What the task asks ▸
Return the lines below exactly, from the first one through the line that has "value would continue;". Leave out everything after it.

Data provided ▸
---

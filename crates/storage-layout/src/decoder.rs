use std::fmt;

use alloy_primitives::{Address, I256, U256};
use eyre::{bail, ensure, Result};
use serde::{Deserialize, Serialize};

use crate::{
    cursor::StorageCursor,
    slot::slot_hash,
    store::WordStore,
    ty::{StorageType, StructDef},
    value::StorageValue,
};

/// Safety limits for a single decode call.
///
/// Lengths come out of storage words, so a corrupted or adversarial header can
/// declare containers of absurd size; the depth limit plays the same role for
/// malformed type descriptions. Hitting either limit aborts the decode of that
/// one variable (no value produced) rather than failing the session.
#[derive(Clone, Copy, Debug, PartialEq, Eq, Serialize, Deserialize)]
pub struct DecodeLimits {
    /// Maximum element count (arrays) or byte length (`bytes`/`string`) a
    /// dynamic container may declare before decoding is refused.
    pub max_length: u64,
    /// Maximum declared-type nesting depth.
    pub max_depth: usize,
}

impl Default for DecodeLimits {
    fn default() -> Self {
        Self { max_length: 0x10000, max_depth: 64 }
    }
}

/// Decodes source-level values out of a raw storage snapshot by replaying the
/// compiler's layout rules.
///
/// Every decode returns one of three outcomes:
/// - `Ok(Some((value, cursor)))`: the decoded value plus the cursor where the
///   next sibling value would continue;
/// - `Ok(None)`: a data-driven abort (length over [`DecodeLimits`], an
///   unresolved field type) — the variable is not displayable, but the caller
///   may keep decoding others;
/// - `Err(_)`: an internal-consistency fault, e.g. a value that cannot fit in
///   the space the cursor claims remains. These indicate a contract violation
///   between the type system and the decoder and are never recovered.
pub struct StorageDecoder<'a, S: WordStore + ?Sized> {
    store: &'a S,
    limits: DecodeLimits,
}

impl<S: WordStore + ?Sized> fmt::Debug for StorageDecoder<'_, S> {
    fn fmt(&self, f: &mut fmt::Formatter<'_>) -> fmt::Result {
        f.debug_struct("StorageDecoder").field("limits", &self.limits).finish_non_exhaustive()
    }
}

impl<'a, S: WordStore + ?Sized> StorageDecoder<'a, S> {
    /// New decoder over `store` with default limits.
    pub fn new(store: &'a S) -> Self {
        Self::with_limits(store, DecodeLimits::default())
    }

    /// New decoder over `store` with the given limits.
    pub fn with_limits(store: &'a S, limits: DecodeLimits) -> Self {
        Self { store, limits }
    }

    /// Returns the limits this decoder enforces.
    pub fn limits(&self) -> DecodeLimits {
        self.limits
    }

    /// Decodes a value of type `ty` at `cursor`, returning the value and the
    /// advanced cursor.
    ///
    /// The cursor is not realigned here: callers position it, typically at a
    /// variable's base slot or via [`StorageCursor::align_for`] when chaining
    /// sibling values.
    pub fn decode(
        &self,
        ty: &StorageType,
        cursor: StorageCursor,
    ) -> Result<Option<(StorageValue, StorageCursor)>> {
        self.decode_at(ty, cursor, 0)
    }

    fn decode_at(
        &self,
        ty: &StorageType,
        cursor: StorageCursor,
        depth: usize,
    ) -> Result<Option<(StorageValue, StorageCursor)>> {
        if depth > self.limits.max_depth {
            warn!(
                ty = %ty,
                slot = %cursor.slot,
                max_depth = self.limits.max_depth,
                "type nesting exceeds the decode depth limit"
            );
            return Ok(None);
        }

        match ty {
            StorageType::Uint(bits) => self.decode_integer(ty, cursor, *bits, false).map(Some),
            StorageType::Int(bits) => self.decode_integer(ty, cursor, *bits, true).map(Some),
            StorageType::Bool => {
                let (raw, cursor) = self.read_value(ty, cursor, 1)?;
                Ok(Some((StorageValue::Bool(raw[0] != 0), cursor)))
            }
            StorageType::Address | StorageType::Contract => {
                let (raw, cursor) = self.read_value(ty, cursor, 20)?;
                Ok(Some((StorageValue::Address(Address::from_slice(&raw)), cursor)))
            }
            StorageType::FixedBytes(size) => {
                // raw bytes, kept in storage order
                let (raw, cursor) = self.read_value(ty, cursor, usize::from(*size))?;
                Ok(Some((StorageValue::Bytes(raw.into()), cursor)))
            }
            StorageType::Enum(def) => {
                let (raw, cursor) = self.read_value(ty, cursor, def.storage_bytes())?;
                Ok(Some((StorageValue::Uint(U256::from_be_slice(&raw)), cursor)))
            }
            StorageType::Alias(def) => match &def.underlying {
                Some(underlying) => self.decode_at(underlying, cursor, depth + 1),
                None => {
                    debug!(alias = %def.name, slot = %cursor.slot, "unresolved underlying type");
                    Ok(None)
                }
            },
            StorageType::Struct(def) => self.decode_struct(def, cursor, depth),
            StorageType::FixedArray { elem, len } => {
                self.decode_fixed_array(ty, elem, *len, cursor, depth)
            }
            StorageType::DynArray { elem } => self.decode_dyn_array(ty, elem, cursor, depth),
            StorageType::Bytes | StorageType::String => self.decode_bytes_like(ty, cursor),
            StorageType::Mapping { .. } => bail!(
                "cannot decode {ty} at slot {}: mapping contents are not enumerable from a \
                 storage snapshot",
                cursor.slot
            ),
        }
    }

    /// Reads the `size` bytes a value type occupies at `cursor` and advances
    /// past them. A width that does not fit in the remaining word space means
    /// the caller skipped the packing rule.
    fn read_value(
        &self,
        ty: &StorageType,
        cursor: StorageCursor,
        size: usize,
    ) -> Result<(Vec<u8>, StorageCursor)> {
        ensure!(
            size <= cursor.end,
            "{ty} needs {size} bytes but only {} remain in slot {}",
            cursor.end,
            cursor.slot
        );
        let word = self.store.fetch_word(cursor.slot);
        let raw = word[cursor.end - size..cursor.end].to_vec();
        Ok((raw, cursor.consume(size)))
    }

    fn decode_integer(
        &self,
        ty: &StorageType,
        cursor: StorageCursor,
        bits: u16,
        signed: bool,
    ) -> Result<(StorageValue, StorageCursor)> {
        let bits = usize::from(bits);
        let slot = cursor.slot;
        let (raw, cursor) = self.read_value(ty, cursor, bits / 8)?;
        let magnitude = U256::from_be_slice(&raw);

        let value = if signed {
            let value = if bits < 256 && magnitude.bit(bits - 1) {
                // two's complement: sign-extend the stored pattern
                I256::from_raw(magnitude | (U256::MAX << bits))
            } else {
                I256::from_raw(magnitude)
            };
            if bits < 256 {
                let bound = I256::from_raw(U256::from(1) << (bits - 1));
                ensure!(
                    value >= -bound && value <= bound - I256::ONE,
                    "decoded {value} is out of range for {ty} at slot {slot}"
                );
            }
            StorageValue::Int(value)
        } else {
            if bits < 256 {
                ensure!(
                    magnitude < U256::from(1) << bits,
                    "decoded {magnitude} is out of range for {ty} at slot {slot}"
                );
            }
            StorageValue::Uint(magnitude)
        };
        Ok((value, cursor))
    }

    fn decode_struct(
        &self,
        def: &StructDef,
        cursor: StorageCursor,
        depth: usize,
    ) -> Result<Option<(StorageValue, StorageCursor)>> {
        self.require_fresh("struct", &def.name, cursor)?;

        let mut fields = Vec::with_capacity(def.fields.len());
        let mut cur = cursor;
        for field in &def.fields {
            let Some(field_ty) = &field.ty else {
                debug!(
                    strct = %def.name,
                    field = %field.name,
                    "unresolved field type, aborting struct decode"
                );
                return Ok(None);
            };
            cur = cur.align_for(field_ty);
            let Some((value, next)) = self.decode_at(field_ty, cur, depth + 1)? else {
                return Ok(None);
            };
            fields.push((field.name.clone(), value));
            cur = next;
        }
        Ok(Some((StorageValue::Struct(fields), cur)))
    }

    fn decode_fixed_array(
        &self,
        ty: &StorageType,
        elem: &StorageType,
        len: u64,
        cursor: StorageCursor,
        depth: usize,
    ) -> Result<Option<(StorageValue, StorageCursor)>> {
        self.require_fresh("array", ty, cursor)?;
        if len > self.limits.max_length {
            warn!(ty = %ty, slot = %cursor.slot, len, max = self.limits.max_length, "array length exceeds the decode limit");
            return Ok(None);
        }

        // Elements are packed starting directly at the declared slot.
        let mut elems = Vec::with_capacity(len as usize);
        let mut cur = cursor;
        for _ in 0..len {
            cur = cur.align_for(elem);
            let Some((value, next)) = self.decode_at(elem, cur, depth + 1)? else {
                return Ok(None);
            };
            elems.push(value);
            cur = next;
        }
        // The body always owns whole words: round past the last element's
        // word, even when it ended exactly on a word boundary.
        Ok(Some((StorageValue::Array(elems), cur.next_word())))
    }

    fn decode_dyn_array(
        &self,
        ty: &StorageType,
        elem: &StorageType,
        cursor: StorageCursor,
        depth: usize,
    ) -> Result<Option<(StorageValue, StorageCursor)>> {
        self.require_fresh("array", ty, cursor)?;

        let len = U256::from_be_bytes(self.store.fetch_word(cursor.slot).0);
        if len > U256::from(self.limits.max_length) {
            warn!(ty = %ty, slot = %cursor.slot, len = %len, max = self.limits.max_length, "array length exceeds the decode limit");
            return Ok(None);
        }
        let len = len.to::<u64>();

        let mut elems = Vec::with_capacity(len as usize);
        let mut cur = StorageCursor::new(slot_hash(cursor.slot));
        for _ in 0..len {
            cur = cur.align_for(elem);
            let Some((value, next)) = self.decode_at(elem, cur, depth + 1)? else {
                return Ok(None);
            };
            elems.push(value);
            cur = next;
        }
        // One slot consumed at the declaration site, however large the body.
        Ok(Some((StorageValue::Array(elems), cursor.next_word())))
    }

    fn decode_bytes_like(
        &self,
        ty: &StorageType,
        cursor: StorageCursor,
    ) -> Result<Option<(StorageValue, StorageCursor)>> {
        self.require_fresh("container", ty, cursor)?;

        let header = self.store.fetch_word(cursor.slot);
        let payload = if header[31] % 2 == 0 {
            // short form: data left-aligned in the header word, doubled
            // length in the low byte
            let len = usize::from(header[31]) / 2;
            if len > 31 {
                warn!(ty = %ty, slot = %cursor.slot, len, "short-form length byte is out of range");
                return Ok(None);
            }
            header[..len].to_vec()
        } else {
            // long form: the header holds 2 * length + 1, data lives at the
            // keccak image of the declared slot
            let len = (U256::from_be_bytes(header.0) - U256::from(1)) / U256::from(2);
            if len > U256::from(self.limits.max_length) {
                warn!(ty = %ty, slot = %cursor.slot, len = %len, max = self.limits.max_length, "length exceeds the decode limit");
                return Ok(None);
            }
            self.store.fetch_bytes(slot_hash(cursor.slot), 0, len.to::<u64>() as usize)
        };

        let value = match ty {
            StorageType::String => {
                StorageValue::String(String::from_utf8_lossy(&payload).into_owned())
            }
            _ => StorageValue::Bytes(payload.into()),
        };
        Ok(Some((value, cursor.next_word())))
    }

    fn require_fresh(
        &self,
        kind: &str,
        name: &dyn fmt::Display,
        cursor: StorageCursor,
    ) -> Result<()> {
        ensure!(
            cursor.is_fresh(),
            "{kind} {name} must start at a word boundary, but the cursor is at slot {} with {} \
             bytes left",
            cursor.slot,
            cursor.end
        );
        Ok(())
    }
}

---

Final answer ▸
filename crates/storage-layout/src/decoder.rs
use std::fmt;

use alloy_primitives::{Address, I256, U256};
use eyre::{bail, ensure, Result};
use serde::{Deserialize, Serialize};

use crate::{
    cursor::StorageCursor,
    slot::slot_hash,
    store::WordStore,
    ty::{StorageType, StructDef},
    value::StorageValue,
};

/// Safety limits for a single decode call.
///
/// Lengths come out of storage words, so a corrupted or adversarial header can
/// declare containers of absurd size; the depth limit plays the same role for
/// malformed type descriptions. Hitting either limit aborts the decode of that
/// one variable (no value produced) rather than failing the session.
#[derive(Clone, Copy, Debug, PartialEq, Eq, Serialize, Deserialize)]
pub struct DecodeLimits {
    /// Maximum element count (arrays) or byte length (`bytes`/`string`) a
    /// dynamic container may declare before decoding is refused.
    pub max_length: u64,
    /// Maximum declared-type nesting depth.
    pub max_depth: usize,
}

impl Default for DecodeLimits {
    fn default() -> Self {
        Self { max_length: 0x10000, max_depth: 64 }
    }
}

/// Decodes source-level values out of a raw storage snapshot by replaying the
/// compiler's layout rules.
///
/// Every decode returns one of three outcomes:
/// - `Ok(Some((value, cursor)))`: the decoded value plus the cursor where the
///   next sibling value would continue;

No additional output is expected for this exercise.